Data provided:
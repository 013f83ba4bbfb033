//! Terminal state interpretation.
//!
//! The daemon only talks to [`TerminalEngine`]; which escape-sequence
//! interpreter sits behind it is a build-time choice. The shipped backend is
//! [`Vt100Engine`].

mod vt100_engine;

pub use burrow_protocol::HistoryFormat;

pub use vt100_engine::Vt100Engine;

#[derive(Debug, Clone, PartialEq, Eq, thiserror::Error)]
pub enum EngineError {
    #[error("failed to reserve {requested} bytes for serialized terminal state")]
    AllocationFailed { requested: usize },

    #[error("serialized terminal state exceeds its {reserved} byte bound")]
    BoundsExceeded { reserved: usize },
}

impl EngineError {
    pub fn error_code(&self) -> &'static str {
        match self {
            EngineError::AllocationFailed { .. } => "allocation_failed",
            EngineError::BoundsExceeded { .. } => "bounds_exceeded",
        }
    }
}

/// Capability surface the daemon needs from a terminal interpreter.
pub trait TerminalEngine: Send {
    /// Interpret raw PTY output.
    fn feed(&mut self, bytes: &[u8]);

    fn resize(&mut self, cols: u16, rows: u16);

    /// Cursor as `(row, col)`, zero-based.
    fn cursor_position(&self) -> (u16, u16);

    /// Serialize the current state. `Ok(None)` means there is nothing to show,
    /// which is distinct from failing to produce it.
    fn serialize(&mut self, format: HistoryFormat) -> Result<Option<Vec<u8>>, EngineError>;
}

/// Output buffer with a fixed upper bound, reserved up front.
///
/// Writes that would cross the bound fail instead of growing or truncating.
pub(crate) struct BoundedBuf {
    buf: Vec<u8>,
    limit: usize,
}

impl BoundedBuf {
    pub(crate) fn with_limit(limit: usize) -> Result<Self, EngineError> {
        let mut buf = Vec::new();
        buf.try_reserve_exact(limit)
            .map_err(|_| EngineError::AllocationFailed { requested: limit })?;
        Ok(Self { buf, limit })
    }

    pub(crate) fn push(&mut self, bytes: &[u8]) -> Result<(), EngineError> {
        if self.buf.len() + bytes.len() > self.limit {
            return Err(EngineError::BoundsExceeded {
                reserved: self.limit,
            });
        }
        self.buf.extend_from_slice(bytes);
        Ok(())
    }

    pub(crate) fn push_str(&mut self, s: &str) -> Result<(), EngineError> {
        self.push(s.as_bytes())
    }

    pub(crate) fn into_inner(self) -> Vec<u8> {
        self.buf
    }
}
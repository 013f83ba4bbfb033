use std::fs::{File, OpenOptions};
use std::os::fd::AsRawFd;
use std::path::Path;

use nix::libc;
use nix::unistd::{ForkResult, dup2, fork, setsid};
use tracing::{error, info};

use crate::errors::CoreError;

/// Which side of the fork the caller is on.
#[derive(Debug, Clone, Copy, PartialEq, Eq)]
pub enum Daemonized {
    /// The original process. It carries on as the client; `pid` is the new
    /// daemon.
    ParentShouldExit { pid: i32 },
    /// The detached process. It must run the session and exit, never
    /// returning into the caller's code path.
    BecameDaemon,
}

/// Fork a detached copy of this process.
///
/// The child starts a new session (no controlling terminal, own process
/// group), reads stdin from `/dev/null` and writes stdout and stderr to
/// `log_path`. Must be called while the process is single-threaded.
pub fn daemonize(log_path: &Path) -> Result<Daemonized, CoreError> {
    if let Some(parent) = log_path.parent() {
        std::fs::create_dir_all(parent)
            .map_err(|e| CoreError::io(format!("create {}", parent.display()), e))?;
    }
    // Opened before forking so failures reach the caller.
    let log = OpenOptions::new()
        .create(true)
        .append(true)
        .open(log_path)
        .map_err(|e| CoreError::io(format!("open {}", log_path.display()), e))?;
    let devnull =
        File::open("/dev/null").map_err(|e| CoreError::io("open /dev/null".to_string(), e))?;

    // SAFETY: only `ensure_session` calls this, from the CLI's main thread,
    // and the process has no other threads at that point: registry probes
    // connect on the calling thread and the attach bridge spawns its threads
    // after the session exists. No lock can be held by a thread that is
    // missing from the child.
    match unsafe { fork() } {
        Ok(ForkResult::Parent { child }) => {
            info!(
                event = "core.daemonize.forked",
                pid = child.as_raw(),
                log = %log_path.display(),
            );
            Ok(Daemonized::ParentShouldExit {
                pid: child.as_raw(),
            })
        }
        Ok(ForkResult::Child) => {
            if let Err(e) = detach_stdio(&log, &devnull) {
                error!(event = "core.daemonize.detach_failed", error = %e);
                std::process::exit(1);
            }
            Ok(Daemonized::BecameDaemon)
        }
        Err(e) => Err(CoreError::Daemonize {
            message: format!("fork: {}", e),
        }),
    }
}

fn detach_stdio(log: &File, devnull: &File) -> nix::Result<()> {
    setsid()?;
    dup2(devnull.as_raw_fd(), libc::STDIN_FILENO)?;
    dup2(log.as_raw_fd(), libc::STDOUT_FILENO)?;
    dup2(log.as_raw_fd(), libc::STDERR_FILENO)?;
    Ok(())
}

Task requirements: Each line of the material above needs to be returned exactly as written.

Solved problem:
repository 013f83ba4bbfb033
//! Terminal state interpretation.
//!
//! The daemon only talks to [`TerminalEngine`]; which escape-sequence
//! interpreter sits behind it is a build-time choice. The shipped backend is
//! [`Vt100Engine`].

mod vt100_engine;

pub use burrow_protocol::HistoryFormat;

pub use vt100_engine::Vt100Engine;

#[derive(Debug, Clone, PartialEq, Eq, thiserror::Error)]
pub enum EngineError {
    #[error("failed to reserve {requested} bytes for serialized terminal state")]
    AllocationFailed { requested: usize },

    #[error("serialized terminal state exceeds its {reserved} byte bound")]
    BoundsExceeded { reserved: usize },
}

impl EngineError {
    pub fn error_code(&self) -> &'static str {
        match self {
            EngineError::AllocationFailed { .. } => "allocation_failed",
            EngineError::BoundsExceeded { .. } => "bounds_exceeded",
        }
    }
}

/// Capability surface the daemon needs from a terminal interpreter.
pub trait TerminalEngine: Send {
    /// Interpret raw PTY output.
    fn feed(&mut self, bytes: &[u8]);

    fn resize(&mut self, cols: u16, rows: u16);

    /// Cursor as `(row, col)`, zero-based.
    fn cursor_position(&self) -> (u16, u16);

    /// Serialize the current state. `Ok(None)` means there is nothing to show,
    /// which is distinct from failing to produce it.
    fn serialize(&mut self, format: HistoryFormat) -> Result<Option<Vec<u8>>, EngineError>;
}

/// Output buffer with a fixed upper bound, reserved up front.
///
/// Writes that would cross the bound fail instead of growing or truncating.
pub(crate) struct BoundedBuf {
    buf: Vec<u8>,
    limit: usize,
}

impl BoundedBuf {
    pub(crate) fn with_limit(limit: usize) -> Result<Self, EngineError> {
        let mut buf = Vec::new();
        buf.try_reserve_exact(limit)
            .map_err(|_| EngineError::AllocationFailed { requested: limit })?;
        Ok(Self { buf, limit })
    }

    pub(crate) fn push(&mut self, bytes: &[u8]) -> Result<(), EngineError> {
        if self.buf.len() + bytes.len() > self.limit {
            return Err(EngineError::BoundsExceeded {
                reserved: self.limit,
            });
        }
        self.buf.extend_from_slice(bytes);
        Ok(())
    }

    pub(crate) fn push_str(&mut self, s: &str) -> Result<(), EngineError> {
        self.push(s.as_bytes())
    }

    pub(crate) fn into_inner(self) -> Vec<u8> {
        self.buf
    }
}
repository 013f83ba4bbfb033
use std::fs::{File, OpenOptions};
use std::os::fd::AsRawFd;
use std::path::Path;

use nix::libc;
use nix::unistd::{ForkResult, dup2, fork, setsid};
use tracing::{error, info};

use crate::errors::CoreError;

/// Which side of the fork the caller is on.
#[derive(Debug, Clone, Copy, PartialEq, Eq)]
pub enum Daemonized {
    /// The original process. It carries on as the client; `pid` is the new
    /// daemon.
    ParentShouldExit { pid: i32 },
    /// The detached process. It must run the session and exit, never
    /// returning into the caller's code path.
    BecameDaemon,
}

/// Fork a detached copy of this process.
///
/// The child starts a new session (no controlling terminal, own process
/// group), reads stdin from `/dev/null` and writes stdout and stderr to
/// `log_path`. Must be called while the process is single-threaded.
pub fn daemonize(log_path: &Path) -> Result<Daemonized, CoreError> {
    if let Some(parent) = log_path.parent() {
        std::fs::create_dir_all(parent)
            .map_err(|e| CoreError::io(format!("create {}", parent.display()), e))?;
    }
    // Opened before forking so failures reach the caller.
    let log = OpenOptions::new()
        .create(true)
        .append(true)
        .open(log_path)
        .map_err(|e| CoreError::io(format!("open {}", log_path.display()), e))?;
    let devnull =
        File::open("/dev/null").map_err(|e| CoreError::io("open /dev/null".to_string(), e))?;

    // SAFETY: only `ensure_session` calls this, from the CLI's main thread,
    // and the process has no other threads at that point: registry probes
    // connect on the calling thread and the attach bridge spawns its threads
    // after the session exists. No lock can be held by a thread that is
    // missing from the child.
    match unsafe { fork() } {
        Ok(ForkResult::Parent { child }) => {
            info!(
                event = "core.daemonize.forked",
                pid = child.as_raw(),
                log = %log_path.display(),
            );
            Ok(Daemonized::ParentShouldExit {
                pid: child.as_raw(),
            })
        }
        Ok(ForkResult::Child) => {
            if let Err(e) = detach_stdio(&log, &devnull) {
                error!(event = "core.daemonize.detach_failed", error = %e);
                std::process::exit(1);
            }
            Ok(Daemonized::BecameDaemon)
        }
        Err(e) => Err(CoreError::Daemonize {
            message: format!("fork: {}", e),
        }),
    }
}

fn detach_stdio(log: &File, devnull: &File) -> nix::Result<()> {
    setsid()?;
    dup2(devnull.as_raw_fd(), libc::STDIN_FILENO)?;
    dup2(log.as_raw_fd(), libc::STDOUT_FILENO)?;
    dup2(log.as_raw_fd(), libc::STDERR_FILENO)?;
    Ok(())
}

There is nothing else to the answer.